Work item:
The answer must consist of every line in the data that contains "UnsupportedScheme".

START Record extracts

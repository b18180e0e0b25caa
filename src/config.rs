//! Configuration management for kafka-connect-exporter
//!
//! Handles loading and validating configuration from YAML files.

use serde::{Deserialize, Serialize};
use std::path::Path;
use std::time::Duration;
use thiserror::Error;
use url::Url;

use crate::collector::FailurePolicy;

/// URL schemes Kafka Connect can be scraped over
const SUPPORTED_SCHEMES: &[&str] = &["http", "https"];

/// Paths served by the exporter itself
const RESERVED_PATHS: &[&str] = &["/", "/health"];

/// Configuration errors
#[derive(Error, Debug)]
pub enum ConfigError {
    /// Error reading the configuration file
    #[error("Failed to read config file: {0}")]
    ReadError(#[from] std::io::Error),

    /// Error parsing the configuration file
    #[error("Failed to parse config file: {0}")]
    ParseError(#[from] serde_yaml::Error),

    /// Scrape URI is not a URL
    #[error("Invalid scrape URI '{uri}': {source}")]
    InvalidUrl {
        uri: String,
        #[source]
        source: url::ParseError,
    },

    /// Scrape URI uses something other than http/https
    #[error("Scheme '{0}' not supported, use http or https")]
    UnsupportedScheme(String),

    /// Configuration validation error
    #[error("Invalid configuration: {0}")]
    ValidationError(String),
}

/// Main configuration structure
#[derive(Debug, Clone, Default, Serialize, Deserialize)]
pub struct Config {
    /// Kafka Connect endpoint configuration
    #[serde(default)]
    pub connect: ConnectConfig,

    /// HTTP server configuration
    #[serde(default)]
    pub server: ServerConfig,
}

/// Kafka Connect endpoint configuration
#[derive(Debug, Clone, Serialize, Deserialize)]
pub struct ConnectConfig {
    /// Kafka Connect REST URL
    #[serde(default = "default_connect_url")]
    pub url: String,

    /// Per-request timeout in milliseconds
    #[serde(default = "default_timeout")]
    pub timeout_ms: u64,

    /// Behaviour when a single connector's status cannot be fetched
    #[serde(default)]
    pub failure_policy: FailurePolicy,

    /// Deadline for a whole scrape cycle in milliseconds, if any.
    /// A Prometheus scrape timeout header takes precedence.
    #[serde(default)]
    pub scrape_timeout_ms: Option<u64>,

    /// Subtracted from the Prometheus scrape timeout header so the response
    /// still reaches Prometheus before it gives up
    #[serde(default = "default_timeout_offset")]
    pub timeout_offset_ms: u64,
}

/// HTTP server configuration
#[derive(Debug, Clone, Serialize, Deserialize)]
pub struct ServerConfig {
    /// Server port
    #[serde(default = "default_port")]
    pub port: u16,

    /// Metrics endpoint path
    #[serde(default = "default_metrics_path")]
    pub path: String,

    /// Server bind address
    #[serde(default = "default_bind_address")]
    pub bind_address: String,
}

// Default value functions
fn default_connect_url() -> String {
    "http://127.0.0.1:8080".to_string()
}

fn default_timeout() -> u64 {
    3000
}

fn default_timeout_offset() -> u64 {
    500
}

fn default_port() -> u16 {
    8080
}

fn default_metrics_path() -> String {
    "/metrics".to_string()
}

fn default_bind_address() -> String {
    "0.0.0.0".to_string()
}

impl Default for ConnectConfig {
    fn default() -> Self {
        Self {
            url: default_connect_url(),
            timeout_ms: default_timeout(),
            failure_policy: FailurePolicy::default(),
            scrape_timeout_ms: None,
            timeout_offset_ms: default_timeout_offset(),
        }
    }
}

impl Default for ServerConfig {
    fn default() -> Self {
        Self {
            port: default_port(),
            path: default_metrics_path(),
            bind_address: default_bind_address(),
        }
    }
}

impl ConnectConfig {
    /// Parse the scrape URI, rejecting anything but http/https
    pub fn parsed_url(&self) -> Result<Url, ConfigError> {
        let url = Url::parse(&self.url).map_err(|source| ConfigError::InvalidUrl {
            uri: self.url.clone(),
            source,
        })?;

        if !SUPPORTED_SCHEMES.contains(&url.scheme()) {
            return Err(ConfigError::UnsupportedScheme(url.scheme().to_string()));
        }

        Ok(url)
    }

    /// Per-request timeout
    pub fn timeout(&self) -> Duration {
        Duration::from_millis(self.timeout_ms)
    }

    /// Whole-cycle deadline, if configured
    pub fn scrape_timeout(&self) -> Option<Duration> {
        self.scrape_timeout_ms.map(Duration::from_millis)
    }

    /// Margin taken off a scraper-provided timeout
    pub fn timeout_offset(&self) -> Duration {
        Duration::from_millis(self.timeout_offset_ms)
    }
}

impl Config {
    /// Load configuration from a YAML file
    ///
    /// # Errors
    /// Returns an error if the file cannot be read or parsed.
    /// Validation is left to the caller so that CLI overrides can be
    /// applied first.
    pub fn load<P: AsRef<Path>>(path: P) -> Result<Self, ConfigError> {
        let contents = std::fs::read_to_string(path.as_ref())?;
        Self::from_yaml(&contents)
    }

    /// Parse configuration from a YAML string
    pub fn from_yaml(contents: &str) -> Result<Self, ConfigError> {
        Ok(serde_yaml::from_str(contents)?)
    }

    /// Load configuration from a YAML file, falling back to defaults if not found
    pub fn load_or_default<P: AsRef<Path>>(path: P) -> Result<Self, ConfigError> {
        let path = path.as_ref();

        if !path.exists() {
            tracing::warn!(
                path = %path.display(),
                "Config file not found, using defaults"
            );
            return Ok(Self::default());
        }

        Self::load(path)
    }

    /// Validate the configuration
    pub fn validate(&self) -> Result<(), ConfigError> {
        self.connect.parsed_url()?;

        if self.connect.timeout_ms == 0 {
            return Err(ConfigError::ValidationError(
                "Request timeout must be greater than 0".to_string(),
            ));
        }

        if self.connect.scrape_timeout_ms == Some(0) {
            return Err(ConfigError::ValidationError(
                "Scrape timeout must be greater than 0".to_string(),
            ));
        }

        if self.server.port == 0 {
            return Err(ConfigError::ValidationError(
                "Server port must be greater than 0".to_string(),
            ));
        }

        if !self.server.path.starts_with('/') {
            return Err(ConfigError::ValidationError(
                "Metrics path must start with '/'".to_string(),
            ));
        }

        if RESERVED_PATHS.contains(&self.server.path.as_str()) {
            return Err(ConfigError::ValidationError(format!(
                "Metrics path '{}' conflicts with a built-in route",
                self.server.path
            )));
        }

        Ok(())
    }
}

#[cfg(test)]
mod tests {
    use super::*;

    #[test]
    fn test_default_config() {
        let config = Config::default();
        assert_eq!(config.server.port, 8080);
        assert_eq!(config.server.path, "/metrics");
        assert_eq!(config.connect.url, "http://127.0.0.1:8080");
        assert_eq!(config.connect.timeout(), Duration::from_secs(3));
        assert_eq!(config.connect.failure_policy, FailurePolicy::Skip);
        assert_eq!(config.connect.timeout_offset(), Duration::from_millis(500));
        assert!(config.validate().is_ok());
    }

    #[test]
    fn test_config_from_yaml() {
        let config = Config::from_yaml(
            r#"
connect:
  url: "https://connect.internal:8083"
  failure_policy: abort
  scrape_timeout_ms: 9000
  timeout_offset_ms: 250
server:
  port: 9308
"#,
        )
        .unwrap();

        assert_eq!(config.connect.url, "https://connect.internal:8083");
        assert_eq!(config.connect.timeout_ms, 3000);
        assert_eq!(config.connect.failure_policy, FailurePolicy::Abort);
        assert_eq!(config.connect.scrape_timeout(), Some(Duration::from_secs(9)));
        assert_eq!(config.connect.timeout_offset_ms, 250);
        assert_eq!(config.server.port, 9308);
        assert_eq!(config.server.path, "/metrics");
    }

    #[test]
    fn test_unsupported_scheme_rejected() {
        let mut config = Config::default();
        config.connect.url = "ftp://127.0.0.1:8083".to_string();
        assert!(matches!(
            config.validate(),
            Err(ConfigError::UnsupportedScheme(scheme)) if scheme == "ftp"
        ));
    }

    #[test]
    fn test_invalid_url_rejected() {
        let mut config = Config::default();
        config.connect.url = "not a url".to_string();
        assert!(matches!(
            config.validate(),
            Err(ConfigError::InvalidUrl { .. })
        ));
    }

    #[test]
    fn test_config_validation() {
        let mut config = Config::default();
        config.server.port = 0;
        assert!(config.validate().is_err());

        let mut config = Config::default();
        config.connect.timeout_ms = 0;
        assert!(config.validate().is_err());

        let mut config = Config::default();
        config.server.path = "metrics".to_string();
        assert!(config.validate().is_err());

        let mut config = Config::default();
        config.server.path = "/health".to_string();
        assert!(config.validate().is_err());
    }
}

END Record extracts

Result of the task:
    UnsupportedScheme(String),
            return Err(ConfigError::UnsupportedScheme(url.scheme().to_string()));
            Err(ConfigError::UnsupportedScheme(scheme)) if scheme == "ftp"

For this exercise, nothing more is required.